### [Brief]
Please give back, word for word, each line from the start of the entries through the one in which "whatever is left" is found.

%%

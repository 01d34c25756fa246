/// Ledger economics
///
/// Every node has to agree on these values bit for bit: they feed the genesis hash,
/// the coinbase amounts and the treasury split, so a node built with different
/// numbers forks off at the first block.
///
/// ## Issuance
/// - **Block reward**: a flat 50 coins per block until the supply cap is reached
/// - **Supply cap**: 21 million coins; the last block pays whatever is left
/// - **Treasury**: 10% of every block's reward plus fees goes to a fixed address
///
/// Number of leading zero hex digits a PoW block hash needs
pub const DIFFICULTY: usize = 4;

/// Newly issued coins per block, before the treasury split
pub const BLOCK_REWARD: f64 = 50.0;

/// Hard cap on issued coins
pub const MAX_SUPPLY: f64 = 21_000_000.0;

/// Share of reward plus fees routed to the treasury
pub const TREASURY_PERCENTAGE: f64 = 0.10;

/// Treasury account; sha256("NEXIS_TREASURY"), so no key pair maps to it
pub const TREASURY_ADDRESS: &str =
    "1c174c8c8974918c391db2a05d1afd43f69bef4279251bddccf237dc4d3cf7c9";

/// Fixed genesis timestamp (2025-01-18T06:00:00Z) so all nodes derive the same genesis hash
pub const GENESIS_TIMESTAMP: i64 = 1_737_180_000_000;

/// `previousHash` of the genesis block
pub const GENESIS_PREVIOUS_HASH: &str = "0";

/// Reward for the next block given what has been issued so far.
pub fn block_reward(current_supply: f64) -> f64 {
    BLOCK_REWARD.min(MAX_SUPPLY - current_supply).max(0.0)
}

/// Splits a block's pot (reward plus fees) into `(miner_share, treasury_share)`.
pub fn split_reward(pot: f64) -> (f64, f64) {
    let treasury_share = pot * TREASURY_PERCENTAGE;
    (pot - treasury_share, treasury_share)
}

/// Fee suggestions for wallets. Admission only requires `fee >= 0`; this is advice.
pub mod fee_model {
    /// Fee for an average sized transaction on an idle network
    pub const BASE_FEE: f64 = 0.1;

    /// Size in bytes the base fee is quoted for
    pub const REFERENCE_TX_SIZE: f64 = 256.0;

    /// Pending transactions that count as a full block when measuring congestion
    pub const MAX_BLOCK_SIZE: f64 = 1000.0;

    pub fn congestion_multiplier(block_fullness: f64) -> f64 {
        if block_fullness > 0.8 {
            5.0
        } else if block_fullness > 0.5 {
            1.5
        } else {
            1.0
        }
    }

    /// Suggested fee for a transaction of `tx_size` bytes when the next block is
    /// `block_fullness` (0.0..=1.0) full, never below `min_fee`.
    pub fn required_fee(tx_size: usize, block_fullness: f64, min_fee: f64) -> f64 {
        let size_factor = tx_size as f64 / REFERENCE_TX_SIZE;
        let fee = BASE_FEE * size_factor * congestion_multiplier(block_fullness);
        fee.max(min_fee)
    }

    /// Fullness of the next block given the current mempool length.
    pub fn fullness(pending: usize) -> f64 {
        pending as f64 / MAX_BLOCK_SIZE
    }
}

#[cfg(test)]
mod tests {
    use super::fee_model::*;
    use super::*;

    #[test]
    fn test_economic_constants() {
        const _: () = assert!(DIFFICULTY == 4);
        assert_eq!(TREASURY_ADDRESS.len(), 64);
        assert!(TREASURY_PERCENTAGE > 0.0 && TREASURY_PERCENTAGE < 1.0);
    }

    #[test]
    fn test_block_reward_is_capped() {
        assert_eq!(block_reward(0.0), 50.0);
        assert_eq!(block_reward(MAX_SUPPLY - 20.0), 20.0);
        assert_eq!(block_reward(MAX_SUPPLY), 0.0);
        assert_eq!(block_reward(MAX_SUPPLY + 1.0), 0.0);
    }

    #[test]
    fn test_split_reward() {
        let (miner, treasury) = split_reward(50.0);
        assert_eq!(miner, 45.0);
        assert_eq!(treasury, 5.0);

        let (miner, treasury) = split_reward(0.0);
        assert_eq!(miner + treasury, 0.0);
    }

    #[test]
    fn test_fee_model() {
        assert!((required_fee(256, 0.1, 0.01) - 0.1).abs() < 1e-12);
        assert!((required_fee(256, 0.6, 0.01) - 0.15).abs() < 1e-12);
        assert!((required_fee(256, 0.9, 0.01) - 0.5).abs() < 1e-12);
        // tiny transactions still pay the floor
        assert_eq!(required_fee(1, 0.0, 0.01), 0.01);
        assert_eq!(fullness(500), 0.5);
    }
}
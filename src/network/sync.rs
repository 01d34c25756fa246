//! Gossip and fork resolution
//!
//! [`handle_message`] is the whole protocol: it takes one inbound message, applies
//! it to the ledger, and says what should go back out. The connection layer
//! only has to deliver the returned [`Outbound`] actions.

use crate::core::{Block, Blockchain};
use crate::error::{BlockchainError, Result};
use crate::network::{Message, MessageType};
use log::{debug, info, warn};
use std::sync::{RwLock, RwLockReadGuard, RwLockWriteGuard};

#[derive(Debug, Clone, PartialEq)]
pub enum Outbound {
    /// Send back to the peer the message came from
    Reply(Message),
    /// Send to every connected peer
    Broadcast(Message),
}

pub(crate) fn read_ledger(ledger: &RwLock<Blockchain>) -> Result<RwLockReadGuard<'_, Blockchain>> {
    ledger
        .read()
        .map_err(|e| BlockchainError::Concurrency(format!("Ledger lock poisoned: {e}")))
}

pub(crate) fn write_ledger(
    ledger: &RwLock<Blockchain>,
) -> Result<RwLockWriteGuard<'_, Blockchain>> {
    ledger
        .write()
        .map_err(|e| BlockchainError::Concurrency(format!("Ledger lock poisoned: {e}")))
}

/// Applies one message to the ledger. An `Err` means the payload could not be
/// decoded; rejected blocks and transactions are not errors, they just produce
/// no outbound traffic.
pub fn handle_message(ledger: &RwLock<Blockchain>, message: &Message) -> Result<Vec<Outbound>> {
    match message.kind {
        MessageType::QueryLatest => {
            let chain = read_ledger(ledger)?;
            let head = chain.get_latest_block();
            Ok(vec![Outbound::Reply(Message::response_blockchain(
                std::slice::from_ref(head),
            )?)])
        }
        MessageType::QueryAll => {
            let chain = read_ledger(ledger)?;
            Ok(vec![Outbound::Reply(Message::response_blockchain(
                chain.get_chain(),
            )?)])
        }
        MessageType::ResponseBlockchain => handle_blockchain_response(ledger, message.blocks()?),
        MessageType::BroadcastTransaction => handle_transaction_broadcast(ledger, message),
    }
}

fn handle_blockchain_response(
    ledger: &RwLock<Blockchain>,
    blocks: Vec<Block>,
) -> Result<Vec<Outbound>> {
    let received = match blocks.last() {
        Some(block) => block.clone(),
        None => return Ok(vec![]),
    };

    // decide and apply under one write guard so the head can't move in between
    let mut chain = write_ledger(ledger)?;
    let held = chain.get_latest_block();
    if received.get_index() <= held.get_index() {
        debug!(
            "Received chain (height {}) is not longer than ours (height {}), ignoring",
            received.get_index(),
            held.get_index()
        );
        return Ok(vec![]);
    }

    if held.get_hash() == received.get_previous_hash() {
        let index = received.get_index();
        return match chain.append_block(received.clone()) {
            Ok(()) => Ok(vec![Outbound::Broadcast(Message::response_blockchain(
                &[received],
            )?)]),
            Err(e) => {
                warn!("Discarding received block {index}: {e}");
                Ok(vec![])
            }
        };
    }

    if blocks.len() == 1 {
        info!(
            "Peer is ahead at height {}, requesting its full chain",
            received.get_index()
        );
        return Ok(vec![Outbound::Reply(Message::query_all())]);
    }

    match chain.replace_chain(blocks) {
        Ok(()) => Ok(vec![Outbound::Broadcast(Message::response_blockchain(
            std::slice::from_ref(chain.get_latest_block()),
        )?)]),
        Err(e) => {
            warn!("Rejected received chain: {e}");
            Ok(vec![])
        }
    }
}

fn handle_transaction_broadcast(
    ledger: &RwLock<Blockchain>,
    message: &Message,
) -> Result<Vec<Outbound>> {
    let tx = message.transaction()?;
    let txid = tx.get_id().to_string();
    match write_ledger(ledger)?.add_transaction(tx) {
        Ok(()) => {
            info!("Received and added transaction {txid}");
            Ok(vec![Outbound::Broadcast(message.clone())])
        }
        Err(e) => {
            // known, invalid or unaffordable: dropped without telling the sender
            debug!("Dropped gossiped transaction {txid}: {e}");
            Ok(vec![])
        }
    }
}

%%

### [Answer section]
repository 01d34c25756fa246
/// Ledger economics
///
/// Every node has to agree on these values bit for bit: they feed the genesis hash,
/// the coinbase amounts and the treasury split, so a node built with different
/// numbers forks off at the first block.
///
/// ## Issuance
/// - **Block reward**: a flat 50 coins per block until the supply cap is reached
/// - **Supply cap**: 21 million coins; the last block pays whatever is left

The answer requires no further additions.